*YOUR GOAL:*
Once the line with "a server fault." is found in the entries below, repeat it and each following line exactly, up to and including the line with "use schemars::JsonSchema;". Add no other lines.

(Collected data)
====
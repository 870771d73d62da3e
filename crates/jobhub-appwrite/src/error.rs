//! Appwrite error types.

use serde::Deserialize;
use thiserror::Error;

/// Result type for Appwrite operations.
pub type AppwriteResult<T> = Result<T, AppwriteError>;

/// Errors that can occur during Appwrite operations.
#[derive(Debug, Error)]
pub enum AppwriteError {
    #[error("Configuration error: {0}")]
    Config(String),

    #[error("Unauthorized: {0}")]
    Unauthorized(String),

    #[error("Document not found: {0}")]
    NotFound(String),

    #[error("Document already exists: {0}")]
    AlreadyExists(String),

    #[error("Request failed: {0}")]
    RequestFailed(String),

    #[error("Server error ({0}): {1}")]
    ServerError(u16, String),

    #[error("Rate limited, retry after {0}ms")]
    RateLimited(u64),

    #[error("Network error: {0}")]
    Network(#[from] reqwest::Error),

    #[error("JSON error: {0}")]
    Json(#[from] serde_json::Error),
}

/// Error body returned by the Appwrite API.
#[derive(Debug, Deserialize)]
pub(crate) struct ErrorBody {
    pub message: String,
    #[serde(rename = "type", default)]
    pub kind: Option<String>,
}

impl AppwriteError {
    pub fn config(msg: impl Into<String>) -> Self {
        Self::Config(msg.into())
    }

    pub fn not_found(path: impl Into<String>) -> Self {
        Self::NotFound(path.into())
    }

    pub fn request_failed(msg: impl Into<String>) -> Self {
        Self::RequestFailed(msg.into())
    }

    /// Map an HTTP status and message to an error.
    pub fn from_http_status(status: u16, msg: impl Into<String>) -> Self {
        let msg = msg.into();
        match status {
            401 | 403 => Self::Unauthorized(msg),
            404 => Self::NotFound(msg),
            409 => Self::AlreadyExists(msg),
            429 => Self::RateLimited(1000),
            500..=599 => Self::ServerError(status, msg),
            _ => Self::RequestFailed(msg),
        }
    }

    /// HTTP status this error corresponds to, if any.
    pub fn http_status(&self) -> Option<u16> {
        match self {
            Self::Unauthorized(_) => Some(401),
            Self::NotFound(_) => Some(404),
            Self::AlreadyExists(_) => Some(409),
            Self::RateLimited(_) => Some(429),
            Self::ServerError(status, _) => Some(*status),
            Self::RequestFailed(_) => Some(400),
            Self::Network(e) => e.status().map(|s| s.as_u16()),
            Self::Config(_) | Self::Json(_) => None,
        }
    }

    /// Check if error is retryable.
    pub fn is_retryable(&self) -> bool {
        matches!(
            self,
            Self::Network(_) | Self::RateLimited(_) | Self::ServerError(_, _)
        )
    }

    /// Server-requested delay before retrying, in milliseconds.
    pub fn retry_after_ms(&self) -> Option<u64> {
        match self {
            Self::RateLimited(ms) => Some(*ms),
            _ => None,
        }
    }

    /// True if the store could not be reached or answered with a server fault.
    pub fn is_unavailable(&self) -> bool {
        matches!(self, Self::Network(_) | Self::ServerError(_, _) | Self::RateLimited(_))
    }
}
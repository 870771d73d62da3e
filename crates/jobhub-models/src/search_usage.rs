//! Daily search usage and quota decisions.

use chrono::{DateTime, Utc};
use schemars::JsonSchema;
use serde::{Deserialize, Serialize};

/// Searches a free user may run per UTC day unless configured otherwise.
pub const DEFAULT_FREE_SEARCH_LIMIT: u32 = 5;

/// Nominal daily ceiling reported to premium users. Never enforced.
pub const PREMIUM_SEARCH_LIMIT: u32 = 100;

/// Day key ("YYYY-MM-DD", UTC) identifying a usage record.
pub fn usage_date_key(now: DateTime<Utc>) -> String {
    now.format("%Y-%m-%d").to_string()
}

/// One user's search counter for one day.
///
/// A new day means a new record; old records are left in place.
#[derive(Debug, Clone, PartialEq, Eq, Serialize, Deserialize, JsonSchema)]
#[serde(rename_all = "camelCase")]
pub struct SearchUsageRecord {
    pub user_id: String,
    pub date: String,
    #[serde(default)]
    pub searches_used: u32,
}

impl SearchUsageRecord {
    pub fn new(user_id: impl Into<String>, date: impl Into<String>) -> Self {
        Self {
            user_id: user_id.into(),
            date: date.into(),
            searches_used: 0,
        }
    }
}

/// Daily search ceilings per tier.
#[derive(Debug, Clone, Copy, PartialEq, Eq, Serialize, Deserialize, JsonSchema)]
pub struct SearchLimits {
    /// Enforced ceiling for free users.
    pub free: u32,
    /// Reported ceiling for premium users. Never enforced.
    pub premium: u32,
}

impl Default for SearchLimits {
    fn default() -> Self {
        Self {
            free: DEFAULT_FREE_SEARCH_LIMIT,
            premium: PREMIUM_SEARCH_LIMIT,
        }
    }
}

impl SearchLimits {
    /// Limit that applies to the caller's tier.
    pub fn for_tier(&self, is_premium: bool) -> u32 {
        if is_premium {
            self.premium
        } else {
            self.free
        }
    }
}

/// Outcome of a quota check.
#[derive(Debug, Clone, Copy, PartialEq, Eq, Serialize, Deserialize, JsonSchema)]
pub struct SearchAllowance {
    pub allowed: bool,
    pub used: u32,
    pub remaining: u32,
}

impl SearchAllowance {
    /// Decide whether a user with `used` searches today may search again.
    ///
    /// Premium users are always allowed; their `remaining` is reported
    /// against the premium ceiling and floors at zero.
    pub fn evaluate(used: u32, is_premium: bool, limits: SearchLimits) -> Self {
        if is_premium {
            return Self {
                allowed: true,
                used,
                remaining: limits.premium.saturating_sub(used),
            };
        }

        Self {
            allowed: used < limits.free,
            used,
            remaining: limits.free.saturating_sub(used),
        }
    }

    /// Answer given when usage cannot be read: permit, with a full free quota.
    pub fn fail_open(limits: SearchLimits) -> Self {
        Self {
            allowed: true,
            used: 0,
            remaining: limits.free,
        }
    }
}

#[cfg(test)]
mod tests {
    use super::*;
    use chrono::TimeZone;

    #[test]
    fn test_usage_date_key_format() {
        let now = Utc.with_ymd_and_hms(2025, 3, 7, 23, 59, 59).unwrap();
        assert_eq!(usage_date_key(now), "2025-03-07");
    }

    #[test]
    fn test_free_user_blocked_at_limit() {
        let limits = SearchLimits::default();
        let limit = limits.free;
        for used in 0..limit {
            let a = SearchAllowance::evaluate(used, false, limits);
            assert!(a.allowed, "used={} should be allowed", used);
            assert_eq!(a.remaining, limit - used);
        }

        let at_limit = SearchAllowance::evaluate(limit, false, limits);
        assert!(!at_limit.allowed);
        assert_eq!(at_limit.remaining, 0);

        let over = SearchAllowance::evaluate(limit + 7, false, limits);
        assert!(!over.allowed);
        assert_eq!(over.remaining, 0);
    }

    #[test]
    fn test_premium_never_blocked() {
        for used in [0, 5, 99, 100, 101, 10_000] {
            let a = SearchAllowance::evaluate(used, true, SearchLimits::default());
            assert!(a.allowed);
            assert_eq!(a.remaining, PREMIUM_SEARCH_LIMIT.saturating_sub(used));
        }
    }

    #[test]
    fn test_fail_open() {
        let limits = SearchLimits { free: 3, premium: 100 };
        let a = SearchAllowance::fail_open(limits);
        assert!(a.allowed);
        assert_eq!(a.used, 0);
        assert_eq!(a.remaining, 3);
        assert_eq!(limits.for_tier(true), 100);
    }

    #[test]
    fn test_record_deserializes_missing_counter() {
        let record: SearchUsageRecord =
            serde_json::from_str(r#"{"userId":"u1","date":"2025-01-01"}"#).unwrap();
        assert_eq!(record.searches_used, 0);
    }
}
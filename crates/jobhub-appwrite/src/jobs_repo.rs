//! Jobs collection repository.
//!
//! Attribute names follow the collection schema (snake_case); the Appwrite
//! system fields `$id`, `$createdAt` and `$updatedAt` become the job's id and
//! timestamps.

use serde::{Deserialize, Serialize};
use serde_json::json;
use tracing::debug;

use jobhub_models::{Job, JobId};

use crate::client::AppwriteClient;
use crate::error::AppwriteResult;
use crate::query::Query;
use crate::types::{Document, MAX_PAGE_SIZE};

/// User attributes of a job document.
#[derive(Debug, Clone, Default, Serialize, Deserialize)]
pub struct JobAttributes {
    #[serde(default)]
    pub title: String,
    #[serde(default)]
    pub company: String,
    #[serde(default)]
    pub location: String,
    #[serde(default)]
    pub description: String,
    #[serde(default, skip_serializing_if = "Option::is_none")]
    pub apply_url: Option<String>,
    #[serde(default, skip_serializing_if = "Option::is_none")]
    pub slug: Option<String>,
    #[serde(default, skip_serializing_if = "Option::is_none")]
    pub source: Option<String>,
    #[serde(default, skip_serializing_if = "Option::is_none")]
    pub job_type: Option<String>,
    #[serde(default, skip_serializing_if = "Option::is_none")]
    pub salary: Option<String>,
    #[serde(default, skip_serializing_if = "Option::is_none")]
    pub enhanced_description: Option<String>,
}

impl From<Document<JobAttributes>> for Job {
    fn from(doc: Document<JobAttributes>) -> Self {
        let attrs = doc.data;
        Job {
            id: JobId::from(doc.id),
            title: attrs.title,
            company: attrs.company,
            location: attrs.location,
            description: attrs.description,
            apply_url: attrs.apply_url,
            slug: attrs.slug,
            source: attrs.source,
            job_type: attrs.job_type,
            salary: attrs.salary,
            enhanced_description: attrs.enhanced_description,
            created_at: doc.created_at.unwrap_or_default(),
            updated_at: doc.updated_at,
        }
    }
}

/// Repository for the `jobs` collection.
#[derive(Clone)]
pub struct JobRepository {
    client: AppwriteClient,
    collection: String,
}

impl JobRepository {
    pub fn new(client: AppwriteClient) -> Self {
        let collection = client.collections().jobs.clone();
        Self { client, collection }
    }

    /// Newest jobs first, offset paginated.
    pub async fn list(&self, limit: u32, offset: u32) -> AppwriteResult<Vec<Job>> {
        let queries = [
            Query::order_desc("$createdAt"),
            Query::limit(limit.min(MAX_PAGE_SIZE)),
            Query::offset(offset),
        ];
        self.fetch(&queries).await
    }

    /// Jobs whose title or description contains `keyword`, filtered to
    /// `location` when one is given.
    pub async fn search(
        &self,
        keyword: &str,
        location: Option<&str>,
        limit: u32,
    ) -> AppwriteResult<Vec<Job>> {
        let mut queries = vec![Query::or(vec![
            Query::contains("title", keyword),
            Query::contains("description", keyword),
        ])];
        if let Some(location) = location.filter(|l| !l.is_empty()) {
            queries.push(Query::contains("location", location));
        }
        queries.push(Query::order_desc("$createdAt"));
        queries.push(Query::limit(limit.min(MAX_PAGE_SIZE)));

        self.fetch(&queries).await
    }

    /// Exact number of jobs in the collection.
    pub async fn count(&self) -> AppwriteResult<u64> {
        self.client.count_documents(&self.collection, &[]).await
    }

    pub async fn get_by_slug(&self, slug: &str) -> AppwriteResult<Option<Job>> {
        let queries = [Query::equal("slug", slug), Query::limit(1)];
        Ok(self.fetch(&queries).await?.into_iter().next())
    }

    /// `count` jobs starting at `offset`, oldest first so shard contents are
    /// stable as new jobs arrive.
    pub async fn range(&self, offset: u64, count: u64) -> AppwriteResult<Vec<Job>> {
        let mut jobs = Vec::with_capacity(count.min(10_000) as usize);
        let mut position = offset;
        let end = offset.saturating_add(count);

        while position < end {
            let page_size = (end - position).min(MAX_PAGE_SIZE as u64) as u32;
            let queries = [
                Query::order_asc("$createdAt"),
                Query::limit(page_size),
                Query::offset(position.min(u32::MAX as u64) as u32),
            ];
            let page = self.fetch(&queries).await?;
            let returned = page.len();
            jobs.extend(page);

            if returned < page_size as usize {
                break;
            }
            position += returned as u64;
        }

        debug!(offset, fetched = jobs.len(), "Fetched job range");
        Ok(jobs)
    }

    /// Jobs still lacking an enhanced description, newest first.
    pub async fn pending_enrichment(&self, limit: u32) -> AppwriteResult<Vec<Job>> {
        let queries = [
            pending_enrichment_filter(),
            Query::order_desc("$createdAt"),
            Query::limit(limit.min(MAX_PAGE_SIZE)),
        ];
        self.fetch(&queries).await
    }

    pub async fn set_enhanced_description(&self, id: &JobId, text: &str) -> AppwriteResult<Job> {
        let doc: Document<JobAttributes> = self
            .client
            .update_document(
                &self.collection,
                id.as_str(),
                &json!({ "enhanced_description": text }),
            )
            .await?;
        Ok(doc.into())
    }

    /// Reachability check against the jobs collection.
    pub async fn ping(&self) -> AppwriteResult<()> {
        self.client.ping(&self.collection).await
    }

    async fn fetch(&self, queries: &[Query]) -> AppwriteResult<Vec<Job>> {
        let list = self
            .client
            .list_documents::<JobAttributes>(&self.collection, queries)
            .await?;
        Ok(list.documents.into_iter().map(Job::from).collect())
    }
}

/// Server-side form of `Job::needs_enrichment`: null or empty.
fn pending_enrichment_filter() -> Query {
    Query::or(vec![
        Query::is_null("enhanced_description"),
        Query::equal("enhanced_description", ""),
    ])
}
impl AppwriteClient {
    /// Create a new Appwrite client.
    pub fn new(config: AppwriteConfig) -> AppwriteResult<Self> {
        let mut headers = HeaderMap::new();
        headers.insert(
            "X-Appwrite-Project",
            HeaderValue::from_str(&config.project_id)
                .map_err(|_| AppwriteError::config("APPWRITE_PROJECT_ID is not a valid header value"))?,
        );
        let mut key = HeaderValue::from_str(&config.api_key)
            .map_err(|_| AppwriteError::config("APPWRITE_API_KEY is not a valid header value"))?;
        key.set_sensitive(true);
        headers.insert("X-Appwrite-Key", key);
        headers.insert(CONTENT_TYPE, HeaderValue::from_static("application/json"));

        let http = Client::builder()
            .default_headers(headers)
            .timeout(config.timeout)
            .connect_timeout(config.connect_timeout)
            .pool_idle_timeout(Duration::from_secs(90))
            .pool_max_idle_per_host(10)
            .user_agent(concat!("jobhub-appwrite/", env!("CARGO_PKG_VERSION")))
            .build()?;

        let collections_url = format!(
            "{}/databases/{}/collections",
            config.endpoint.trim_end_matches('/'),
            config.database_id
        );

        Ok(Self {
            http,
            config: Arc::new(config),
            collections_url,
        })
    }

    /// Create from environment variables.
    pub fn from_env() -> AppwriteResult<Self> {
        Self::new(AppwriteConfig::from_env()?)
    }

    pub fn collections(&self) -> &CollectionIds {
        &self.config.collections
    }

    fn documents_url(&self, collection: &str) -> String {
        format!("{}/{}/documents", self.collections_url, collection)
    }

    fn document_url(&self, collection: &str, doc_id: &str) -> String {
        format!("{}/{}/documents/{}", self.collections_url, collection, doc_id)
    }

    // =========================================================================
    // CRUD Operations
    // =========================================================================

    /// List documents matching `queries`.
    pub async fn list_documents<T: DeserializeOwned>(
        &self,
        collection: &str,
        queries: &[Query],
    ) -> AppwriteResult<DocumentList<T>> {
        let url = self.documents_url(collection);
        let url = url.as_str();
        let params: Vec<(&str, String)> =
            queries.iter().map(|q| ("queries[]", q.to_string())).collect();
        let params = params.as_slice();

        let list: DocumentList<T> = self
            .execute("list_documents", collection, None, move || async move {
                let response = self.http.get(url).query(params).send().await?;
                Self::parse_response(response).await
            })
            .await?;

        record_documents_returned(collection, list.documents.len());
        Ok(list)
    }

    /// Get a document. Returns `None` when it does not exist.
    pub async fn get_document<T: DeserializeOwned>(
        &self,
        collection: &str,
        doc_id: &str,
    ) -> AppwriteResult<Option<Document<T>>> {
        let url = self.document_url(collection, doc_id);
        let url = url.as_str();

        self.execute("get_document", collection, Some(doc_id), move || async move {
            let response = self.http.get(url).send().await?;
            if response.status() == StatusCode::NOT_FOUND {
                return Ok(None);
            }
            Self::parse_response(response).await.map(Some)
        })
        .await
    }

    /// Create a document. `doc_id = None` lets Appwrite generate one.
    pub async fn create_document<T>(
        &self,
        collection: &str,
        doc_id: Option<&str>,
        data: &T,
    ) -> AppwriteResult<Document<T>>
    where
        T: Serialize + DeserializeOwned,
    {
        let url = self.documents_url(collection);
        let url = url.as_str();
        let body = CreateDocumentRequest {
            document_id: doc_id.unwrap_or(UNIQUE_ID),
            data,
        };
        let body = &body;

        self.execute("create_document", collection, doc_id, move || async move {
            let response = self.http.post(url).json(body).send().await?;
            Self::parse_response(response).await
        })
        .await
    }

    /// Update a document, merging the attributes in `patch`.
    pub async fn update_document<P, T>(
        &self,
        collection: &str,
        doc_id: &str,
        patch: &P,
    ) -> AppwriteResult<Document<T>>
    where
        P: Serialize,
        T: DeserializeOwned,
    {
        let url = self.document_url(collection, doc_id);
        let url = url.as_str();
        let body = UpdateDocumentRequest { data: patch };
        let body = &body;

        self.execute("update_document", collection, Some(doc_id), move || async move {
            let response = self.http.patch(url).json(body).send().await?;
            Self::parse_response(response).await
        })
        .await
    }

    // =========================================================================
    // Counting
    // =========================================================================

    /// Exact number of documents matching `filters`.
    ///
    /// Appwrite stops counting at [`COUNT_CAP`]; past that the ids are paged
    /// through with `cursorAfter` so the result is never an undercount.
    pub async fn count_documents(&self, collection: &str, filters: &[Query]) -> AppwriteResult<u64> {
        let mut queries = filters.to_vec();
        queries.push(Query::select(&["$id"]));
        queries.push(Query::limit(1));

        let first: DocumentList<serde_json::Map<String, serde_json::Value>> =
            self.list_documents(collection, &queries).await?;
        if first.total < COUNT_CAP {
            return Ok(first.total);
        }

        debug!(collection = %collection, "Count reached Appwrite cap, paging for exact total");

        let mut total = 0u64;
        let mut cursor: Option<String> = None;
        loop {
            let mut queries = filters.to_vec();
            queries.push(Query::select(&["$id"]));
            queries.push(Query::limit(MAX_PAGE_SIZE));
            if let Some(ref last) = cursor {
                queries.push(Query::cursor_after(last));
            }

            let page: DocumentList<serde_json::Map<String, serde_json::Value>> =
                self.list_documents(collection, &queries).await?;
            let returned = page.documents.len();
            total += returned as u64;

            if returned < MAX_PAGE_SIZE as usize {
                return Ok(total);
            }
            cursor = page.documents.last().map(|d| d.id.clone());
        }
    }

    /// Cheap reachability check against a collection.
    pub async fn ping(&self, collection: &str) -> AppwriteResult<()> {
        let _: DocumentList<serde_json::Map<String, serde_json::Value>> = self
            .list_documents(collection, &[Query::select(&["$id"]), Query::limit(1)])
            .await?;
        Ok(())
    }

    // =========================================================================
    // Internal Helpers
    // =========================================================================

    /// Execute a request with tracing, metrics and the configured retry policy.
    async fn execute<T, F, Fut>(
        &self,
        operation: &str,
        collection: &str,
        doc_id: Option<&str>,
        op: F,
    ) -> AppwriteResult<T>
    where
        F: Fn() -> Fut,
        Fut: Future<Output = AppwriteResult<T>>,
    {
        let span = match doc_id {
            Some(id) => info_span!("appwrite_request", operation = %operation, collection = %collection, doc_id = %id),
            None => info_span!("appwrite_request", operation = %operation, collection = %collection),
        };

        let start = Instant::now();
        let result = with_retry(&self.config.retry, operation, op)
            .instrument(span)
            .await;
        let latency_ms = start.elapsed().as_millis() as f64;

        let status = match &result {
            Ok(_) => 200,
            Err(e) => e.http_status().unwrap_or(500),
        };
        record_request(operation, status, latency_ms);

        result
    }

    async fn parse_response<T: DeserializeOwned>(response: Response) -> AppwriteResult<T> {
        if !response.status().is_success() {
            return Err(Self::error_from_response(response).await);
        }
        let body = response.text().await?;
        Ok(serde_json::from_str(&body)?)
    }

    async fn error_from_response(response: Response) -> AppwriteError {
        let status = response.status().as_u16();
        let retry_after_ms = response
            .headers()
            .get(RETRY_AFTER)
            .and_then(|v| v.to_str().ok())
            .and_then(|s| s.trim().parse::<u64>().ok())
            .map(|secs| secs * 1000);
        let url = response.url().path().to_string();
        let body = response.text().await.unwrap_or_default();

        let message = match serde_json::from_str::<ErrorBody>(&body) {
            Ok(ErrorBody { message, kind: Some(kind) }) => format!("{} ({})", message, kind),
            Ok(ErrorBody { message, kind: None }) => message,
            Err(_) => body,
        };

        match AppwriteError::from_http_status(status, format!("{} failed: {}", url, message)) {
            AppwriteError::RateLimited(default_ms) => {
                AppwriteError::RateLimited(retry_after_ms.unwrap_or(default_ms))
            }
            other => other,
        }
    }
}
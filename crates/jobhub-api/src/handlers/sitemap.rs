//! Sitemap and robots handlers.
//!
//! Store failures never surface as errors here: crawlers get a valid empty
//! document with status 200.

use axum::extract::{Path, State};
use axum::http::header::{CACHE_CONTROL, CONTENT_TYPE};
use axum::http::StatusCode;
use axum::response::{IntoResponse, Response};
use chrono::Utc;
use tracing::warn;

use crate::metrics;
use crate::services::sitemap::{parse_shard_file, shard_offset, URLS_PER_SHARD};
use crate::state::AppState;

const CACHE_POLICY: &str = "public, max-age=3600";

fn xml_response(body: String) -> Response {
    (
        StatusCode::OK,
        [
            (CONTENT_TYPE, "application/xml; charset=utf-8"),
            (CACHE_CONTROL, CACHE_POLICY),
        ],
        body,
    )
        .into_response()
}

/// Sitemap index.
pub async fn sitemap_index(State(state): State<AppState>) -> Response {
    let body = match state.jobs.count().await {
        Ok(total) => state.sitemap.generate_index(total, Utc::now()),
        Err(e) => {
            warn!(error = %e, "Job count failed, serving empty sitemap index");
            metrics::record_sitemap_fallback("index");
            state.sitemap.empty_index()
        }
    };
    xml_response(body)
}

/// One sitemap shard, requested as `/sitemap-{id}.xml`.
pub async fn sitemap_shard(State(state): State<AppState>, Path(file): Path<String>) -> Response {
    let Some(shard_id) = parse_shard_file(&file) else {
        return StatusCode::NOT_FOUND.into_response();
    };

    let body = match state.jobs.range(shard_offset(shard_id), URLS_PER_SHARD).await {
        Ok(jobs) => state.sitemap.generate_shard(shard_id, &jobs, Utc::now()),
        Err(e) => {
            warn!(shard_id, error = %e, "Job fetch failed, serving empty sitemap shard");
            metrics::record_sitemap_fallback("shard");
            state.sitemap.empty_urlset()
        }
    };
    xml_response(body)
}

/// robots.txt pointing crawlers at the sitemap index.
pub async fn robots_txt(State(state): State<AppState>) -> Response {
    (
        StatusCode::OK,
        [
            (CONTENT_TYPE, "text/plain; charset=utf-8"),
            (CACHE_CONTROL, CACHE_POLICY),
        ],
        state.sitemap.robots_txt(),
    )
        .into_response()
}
====
*EXPECTED ANSWER:*
    /// True if the store could not be reached or answered with a server fault.
    pub fn is_unavailable(&self) -> bool {
        matches!(self, Self::Network(_) | Self::ServerError(_, _) | Self::RateLimited(_))
    }
}
repository 870771d73d62da3e
filename crates/jobhub-models/src/search_usage.rs
//! Daily search usage and quota decisions.

use chrono::{DateTime, Utc};
use schemars::JsonSchema;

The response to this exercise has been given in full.